**WHAT IS EXPECTED**
Search the material for the word "format" and report each line where it turns up.
--- DATASET EXTRACT Enclosed Below ---
use crate::error::Result;
use log::info;
use tracing_subscriber::{layer::SubscriberExt, util::SubscriberInitExt};

mod app;
mod catalog;
mod config;
mod error;
mod handlers;
mod ml;
mod models;
mod routes;
mod services;

#[actix_web::main]
async fn main() -> Result<()> {
    // Load configuration
    dotenv::dotenv().ok();

    // Setup logging
    tracing_subscriber::registry()
        .with(
            tracing_subscriber::EnvFilter::try_from_default_env().unwrap_or_else(|_| {
                // Default to info level if RUST_LOG is not set
                "recommend_a_movie_api=info,actix_web=info".into()
            }),
        )
        .with(tracing_subscriber::fmt::layer())
        .init();

    info!("Loading configuration...");
    let config = config::Config::load()?;

    // Create and run application
    let application = app::Application::new(&config);
    application.run().await
}
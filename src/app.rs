use crate::{
    catalog::Catalog,
    config::Config,
    error::Result,
    ml::persist,
    routes::api_routes,
    services::{RecommendationService, TransformMode},
};
use actix_cors::Cors;
use actix_web::{middleware::Logger, web, App, HttpServer};
use anyhow::Context;
use log::info;
use std::net::TcpListener;

pub struct Application {
    port: u16,
    host: String,
    config: Config,
}

impl Application {
    /// Create a new application instance
    pub fn new(config: &Config) -> Self {
        Self {
            port: config.port,
            host: config.host.clone(),
            config: config.clone(),
        }
    }

    /// Build and run the server
    pub async fn run(&self) -> Result<()> {
        // Always bind to 0.0.0.0 for Docker compatibility
        let bind_address = format!("0.0.0.0:{}", self.port);
        let listener = TcpListener::bind(&bind_address)?;
        info!("Starting server at http://{}:{}", self.host, self.port);

        self.run_with_listener(listener).await
    }

    /// Run the server with a specific TCP listener
    /// This is useful for testing where we want to use a random port
    pub async fn run_with_listener(&self, listener: TcpListener) -> Result<()> {
        // Catalog and vector space are built once here; everything a request
        // touches afterwards is read-only.
        let catalog = Catalog::from_csv_path(&self.config.catalog_path)
            .with_context(|| format!("Failed to load catalog from {}", self.config.catalog_path))?;

        let transform_mode = match &self.config.vectorizer_path {
            Some(path) => {
                let vectorizer = persist::load_vectorizer(path)?;
                TransformMode::Pretrained(vectorizer)
            }
            None => TransformMode::Fit,
        };

        let recommendation_service = web::Data::new(
            RecommendationService::build(catalog, transform_mode)
                .context("Failed to build recommendation service")?,
        );
        let config = web::Data::new(self.config.clone());

        HttpServer::new(move || {
            let cors = Cors::default()
                .allow_any_origin()
                .allow_any_method()
                .allow_any_header();

            App::new()
                .wrap(cors)
                .wrap(Logger::default())
                .app_data(recommendation_service.clone())
                .app_data(config.clone())
                .service(api_routes())
        })
        .listen(listener)?
        .run()
        .await?;

        Ok(())
    }
}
--- End of Enclosed DATASET EXTRACT ---
**COMPLETED TASK**
        let bind_address = format!("0.0.0.0:{}", self.port);
            .with_context(|| format!("Failed to load catalog from {}", self.config.catalog_path))?;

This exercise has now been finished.